A esquerda sozinha não teria vencido estas eleições, como também não teria o centro. O programa progressista de Biden-Harris de corte com a política reacionária e neoliberal de Trump, para enfrentar a desigualdade económica, cultural e geográfica – como dobrar o salário mínimo/hora de sete para 15 dólares e atingir a neutralidade carbónica em 2050, como a UE – foi sufragado por mais de 75 milhões de eleitores. Para aprovar o seu plano económico verde de reconstrução no valor de dois triliões de dólares, Biden precisará do apoio do Senado. O que só estará assegurado se os democratas ganharem os dois lugares que falta eleger na Geórgia.
Os cínicos de profissão e os antiamericanos por tradição procuram minimizar a vitória de Biden-Harris com a convicção de que os Estados Unidos estão condenados ao neoliberalismo de Reagan. Porém, existe outra hipótese, a de que os desafios façam o homem e que Biden, perante a gravidade da crise, fique para a História como um novo Roosevelt, de quem diz inspirar-se.
O sucesso da nova Administração é o estímulo necessário para reverter o processo de autocratização, a “força do exemplo” que Salazar temia (e que explica o seu antiamericanismo), quando, nos anos 30, o New Deal de Roosevelt transformou a América na democracia que “deu certo” ao encontrar a resposta inclusiva para a maior depressão económica do século XX.
Ao fazerem do combate ao racismo uma prioridade, ao proporem um modelo multicultural assente numa laicidade tolerante, estarão também a apontar o caminho para vencer as correntes identitárias que fazem do elogio da supremacia civilizacional um instrumento de conquista do poder.
Biden anunciou uma cimeira das democracias, propósito que causa inquietude às ditaduras e aos líderes da extrema-direita e aos que temem que a cimeira seja um instrumento para uma nova bipolaridade.
Aceitar que os Estados Unidos já não são uma potência hegemónica não é fácil para muitos, incluindo no Partido Democrata, mas da mesma maneira que o America First de Trump fracassou, e uma vez que ninguém quer regressar à tragédia das “guerras democráticas de Bush”, uma tentativa de regresso à hegemonia benigna dos anos 1990 está igualmente condenada ao fracasso.
O combate à pandemia e ao aquecimento global são desafios que a América não pode resolver sozinha, pelo que que regressará à OMS e ao Acordo de Paris para limitar o aquecimento global, prioridades de Biden-Harris que prometem promover um multilateralismo eficaz, porque inclusivo, o que impõe aceitar o novo peso da China e da Índia, ou seja, um mundo pós-ocidental.

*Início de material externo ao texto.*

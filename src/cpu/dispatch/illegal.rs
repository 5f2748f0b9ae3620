/*!
illegal.rs - Undocumented opcode family handler

Overview
========
Stable combinations (behave like a documented RMW followed by an ALU op):
    SLO = ASL + ORA     RLA = ROL + AND     SRE = LSR + EOR
    RRA = ROR + ADC     DCP = DEC + CMP     ISB = INC + SBC
    LAX = LDA + LDX     SAX stores A & X

Immediate-only combinations:
    ANC  A &= imm, C = N
    ALR  A &= imm, then LSR A
    ARR  A &= imm, then ROR A; C = bit 6, V = bit 6 ^ bit 5
    AXS  X = (A & X) - imm, C as CMP, no borrow in

Unstable opcodes use the common approximations:
    XAA  A = (A | XAA_MAGIC) & X & imm
    LAS  A = X = SP = M & SP
    AHX  M = A & X & (H + 1)
    SHX  M = X & (H + 1)
    SHY  M = Y & (H + 1)
    TAS  SP = A & X, M = SP & (H + 1)
where H is the high byte of the unindexed base address. When indexing
crosses a page the stored value also replaces the target's high byte.

KIL jams the CPU: PC is left on the opcode and `halted` is set. Only a reset
clears it.
*/

use crate::cpu::execute::{
    Operand, Target, adc, and, asl, compare, dec, eor, inc, lda, ldx, lsr, modify, ora,
    read_operand, rol, ror, sbc, write_back,
};
use crate::cpu::opcodes::{Mnemonic, Opcode};
use crate::cpu::regs::CpuRegs;
use crate::cpu::state::StatusFlags;
use crate::cpu_bus::CpuBus;

/// Chip-dependent constant mixed into XAA; 0xFF reduces it to `X & imm`.
const XAA_MAGIC: u8 = 0xFF;

pub(super) fn handle<C: CpuRegs, B: CpuBus + ?Sized>(
    op: &Opcode,
    cpu: &mut C,
    bus: &mut B,
    operand: &Operand,
    _cycles: &mut u32,
) -> bool {
    match op.mnemonic {
        Mnemonic::SLO => {
            let r = modify(cpu, bus, operand, asl);
            ora(cpu, r);
        }
        Mnemonic::RLA => {
            let r = modify(cpu, bus, operand, rol);
            and(cpu, r);
        }
        Mnemonic::SRE => {
            let r = modify(cpu, bus, operand, lsr);
            eor(cpu, r);
        }
        Mnemonic::RRA => {
            let r = modify(cpu, bus, operand, ror);
            adc(cpu, r);
        }
        Mnemonic::DCP => {
            let r = modify(cpu, bus, operand, dec);
            let a = cpu.a();
            compare(cpu, a, r);
        }
        Mnemonic::ISB => {
            let r = modify(cpu, bus, operand, inc);
            sbc(cpu, r);
        }
        Mnemonic::LAX => {
            let v = read_operand(cpu, bus, operand);
            lda(cpu, v);
            ldx(cpu, v);
        }
        Mnemonic::SAX => {
            let v = cpu.a() & cpu.x();
            write_back(cpu, bus, operand, v);
        }
        Mnemonic::ANC => {
            let v = read_operand(cpu, bus, operand);
            and(cpu, v);
            let n = cpu.is_flag_set(StatusFlags::NEGATIVE);
            cpu.update_carry(n);
        }
        Mnemonic::ALR => {
            let v = read_operand(cpu, bus, operand);
            let masked = cpu.a() & v;
            let r = lsr(cpu, masked);
            cpu.set_a(r);
        }
        Mnemonic::ARR => {
            let v = read_operand(cpu, bus, operand);
            let carry_in = if cpu.is_flag_set(StatusFlags::CARRY) { 0x80 } else { 0 };
            let r = ((cpu.a() & v) >> 1) | carry_in;
            lda(cpu, r);
            let bit6 = r & 0x40 != 0;
            let bit5 = r & 0x20 != 0;
            cpu.update_carry(bit6);
            cpu.update_overflow(bit6 ^ bit5);
        }
        Mnemonic::AXS => {
            let v = read_operand(cpu, bus, operand);
            let masked = cpu.a() & cpu.x();
            compare(cpu, masked, v);
            cpu.set_x(masked.wrapping_sub(v));
        }
        Mnemonic::XAA => {
            let v = read_operand(cpu, bus, operand);
            let r = (cpu.a() | XAA_MAGIC) & cpu.x() & v;
            lda(cpu, r);
        }
        Mnemonic::LAS => {
            let v = read_operand(cpu, bus, operand) & cpu.sp();
            cpu.set_sp(v);
            lda(cpu, v);
            ldx(cpu, v);
        }
        Mnemonic::AHX => {
            let v = cpu.a() & cpu.x();
            let index = cpu.y();
            store_high_masked(bus, operand, v, index);
        }
        Mnemonic::SHX => {
            let v = cpu.x();
            let index = cpu.y();
            store_high_masked(bus, operand, v, index);
        }
        Mnemonic::SHY => {
            let v = cpu.y();
            let index = cpu.x();
            store_high_masked(bus, operand, v, index);
        }
        Mnemonic::TAS => {
            let sp = cpu.a() & cpu.x();
            cpu.set_sp(sp);
            let index = cpu.y();
            store_high_masked(bus, operand, sp, index);
        }
        Mnemonic::KIL => {
            cpu.advance_pc(-1);
            cpu.set_halted(true);
            log::warn!("CPU jammed by KIL ${:02X} at ${:04X}", op.code, cpu.pc());
        }
        _ => return false,
    }
    true
}

/// Store `value & (H + 1)` for the SH* family.
fn store_high_masked<B: CpuBus + ?Sized>(bus: &mut B, operand: &Operand, value: u8, index: u8) {
    let Target::Memory(addr) = operand.target else {
        return;
    };
    let base = addr.wrapping_sub(index as u16);
    let high = ((base >> 8) as u8).wrapping_add(1);
    let result = value & high;
    let target = if operand.page_crossed {
        ((result as u16) << 8) | (addr & 0x00FF)
    } else {
        addr
    };
    bus.write(target, result);
}

#[cfg(test)]
mod tests {
    use crate::cpu::dispatch::step;
    use crate::cpu::regs::CpuRegs;
    use crate::cpu::state::StatusFlags;
    use crate::test_utils::{TEST_ORIGIN, flat_cpu};

    #[test]
    fn lax_loads_a_and_x() {
        let (mut cpu, mut bus) = flat_cpu(&[0xA7, 0x10, 0xAB, 0x00]);
        bus.poke(0x0010, 0x8F);
        assert_eq!(step(&mut cpu, &mut bus), 3);
        assert_eq!((cpu.a(), cpu.x()), (0x8F, 0x8F));
        assert!(cpu.is_flag_set(StatusFlags::NEGATIVE));
        assert_eq!(step(&mut cpu, &mut bus), 2);
        assert_eq!((cpu.a(), cpu.x()), (0x00, 0x00));
        assert!(cpu.is_flag_set(StatusFlags::ZERO));
    }

    #[test]
    fn sax_stores_a_and_x_without_flags() {
        let (mut cpu, mut bus) = flat_cpu(&[0x87, 0x10]);
        cpu.set_a(0xF0);
        cpu.set_x(0x3C);
        let p = cpu.status();
        step(&mut cpu, &mut bus);
        assert_eq!(bus.peek(0x0010), 0x30);
        assert_eq!(cpu.status(), p);
    }

    #[test]
    fn dcp_decrements_then_compares() {
        let (mut cpu, mut bus) = flat_cpu(&[0xC7, 0x10]);
        bus.poke(0x0010, 0x41);
        cpu.set_a(0x40);
        assert_eq!(step(&mut cpu, &mut bus), 5);
        assert_eq!(bus.peek(0x0010), 0x40);
        assert!(cpu.is_flag_set(StatusFlags::ZERO));
        assert!(cpu.is_flag_set(StatusFlags::CARRY));
    }

    #[test]
    fn isb_increments_then_subtracts() {
        let (mut cpu, mut bus) = flat_cpu(&[0xE7, 0x10]);
        bus.poke(0x0010, 0x0F);
        cpu.set_a(0x20);
        cpu.update_carry(true);
        step(&mut cpu, &mut bus);
        assert_eq!(bus.peek(0x0010), 0x10);
        assert_eq!(cpu.a(), 0x10);
        assert!(cpu.is_flag_set(StatusFlags::CARRY));
    }

    #[test]
    fn slo_rla_sre_rra() {
        let (mut cpu, mut bus) = flat_cpu(&[0x07, 0x10, 0x27, 0x11, 0x47, 0x12, 0x67, 0x13]);
        bus.poke(0x0010, 0x81);
        bus.poke(0x0011, 0x01);
        bus.poke(0x0012, 0x03);
        bus.poke(0x0013, 0x02);
        cpu.set_a(0x10);

        step(&mut cpu, &mut bus); // SLO: M=02, C=1, A=12
        assert_eq!(bus.peek(0x0010), 0x02);
        assert_eq!(cpu.a(), 0x12);

        step(&mut cpu, &mut bus); // RLA: M=03 (carry in), A=02
        assert_eq!(bus.peek(0x0011), 0x03);
        assert_eq!(cpu.a(), 0x02);

        step(&mut cpu, &mut bus); // SRE: M=01, C=1, A=03
        assert_eq!(bus.peek(0x0012), 0x01);
        assert_eq!(cpu.a(), 0x03);

        step(&mut cpu, &mut bus); // RRA: M=81, C=0, A=03+81=84
        assert_eq!(bus.peek(0x0013), 0x81);
        assert_eq!(cpu.a(), 0x84);
    }

    #[test]
    fn immediate_combinations() {
        let (mut cpu, mut bus) = flat_cpu(&[0x0B, 0xFF, 0x4B, 0x03, 0xCB, 0x02]);
        cpu.set_a(0x80);
        step(&mut cpu, &mut bus); // ANC
        assert!(cpu.is_flag_set(StatusFlags::CARRY));

        cpu.set_a(0x07);
        step(&mut cpu, &mut bus); // ALR: (07 & 03) >> 1 = 01, C = 1
        assert_eq!(cpu.a(), 0x01);
        assert!(cpu.is_flag_set(StatusFlags::CARRY));

        cpu.set_a(0x0F);
        cpu.set_x(0x05);
        step(&mut cpu, &mut bus); // AXS: (0F & 05) - 02 = 03
        assert_eq!(cpu.x(), 0x03);
        assert!(cpu.is_flag_set(StatusFlags::CARRY));
    }

    #[test]
    fn arr_sets_carry_and_overflow_from_result() {
        let (mut cpu, mut bus) = flat_cpu(&[0x6B, 0xFF]);
        cpu.set_a(0xC0);
        cpu.update_carry(false);
        step(&mut cpu, &mut bus);
        assert_eq!(cpu.a(), 0x60);
        assert!(cpu.is_flag_set(StatusFlags::CARRY));
        assert!(!cpu.is_flag_set(StatusFlags::OVERFLOW));
    }

    #[test]
    fn shx_masks_with_high_byte_plus_one() {
        // SHX $0210,Y with Y=1: H+1 = 3, X=0xFF -> stores 03 at $0211.
        let (mut cpu, mut bus) = flat_cpu(&[0x9E, 0x10, 0x02]);
        cpu.set_x(0xFF);
        cpu.set_y(0x01);
        assert_eq!(step(&mut cpu, &mut bus), 5);
        assert_eq!(bus.peek(0x0211), 0x03);
    }

    #[test]
    fn kil_halts_in_place() {
        let (mut cpu, mut bus) = flat_cpu(&[0x02]);
        step(&mut cpu, &mut bus);
        assert!(cpu.halted());
        assert_eq!(cpu.pc(), TEST_ORIGIN);
    }
}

No Médio Oriente, o propósito de regresso ao acordo nuclear com o Irão indicia o fim do compadrio de Trump com as ditaduras da região, unidas à volta da Arábia Saudita.
Contrariar a vaga autocrática não depende apena dos americanos. A União Europeia tem de ouvir as vozes que vêm de lá, em particular do movimento antirracista, abandonando as políticas anti-imigração, aceitando a diversidade cultural e sancionando os Estados que violam o estado de direito. Ora, surpreendentemente, a União, por proposta francesa, prepara-se para tomar medidas restritivas que discriminam as comunidades muçulmanas, em nome da obrigação de integração.
A luta para reverter a vaga autocrática teve uma primeira grande vitória, mas o caminho ainda é longo e se depende, em boa medida, do sucesso da Administração Biden, depende ainda, em maior medida, da luta e dos sacrifícios de muitos pelo mundo inteiro.
Para vencer o obscurantismo, o império da mentira e do niilismo, é necessário que as democracias liberais sejam mais inclusivas, vencendo as graves fracturas que a economia neoliberal e a arrogância das suas elites criam, mas também mais inclusivas do ponto de vista internacional, aceitando que o tempo da hegemonia ocidental terminou.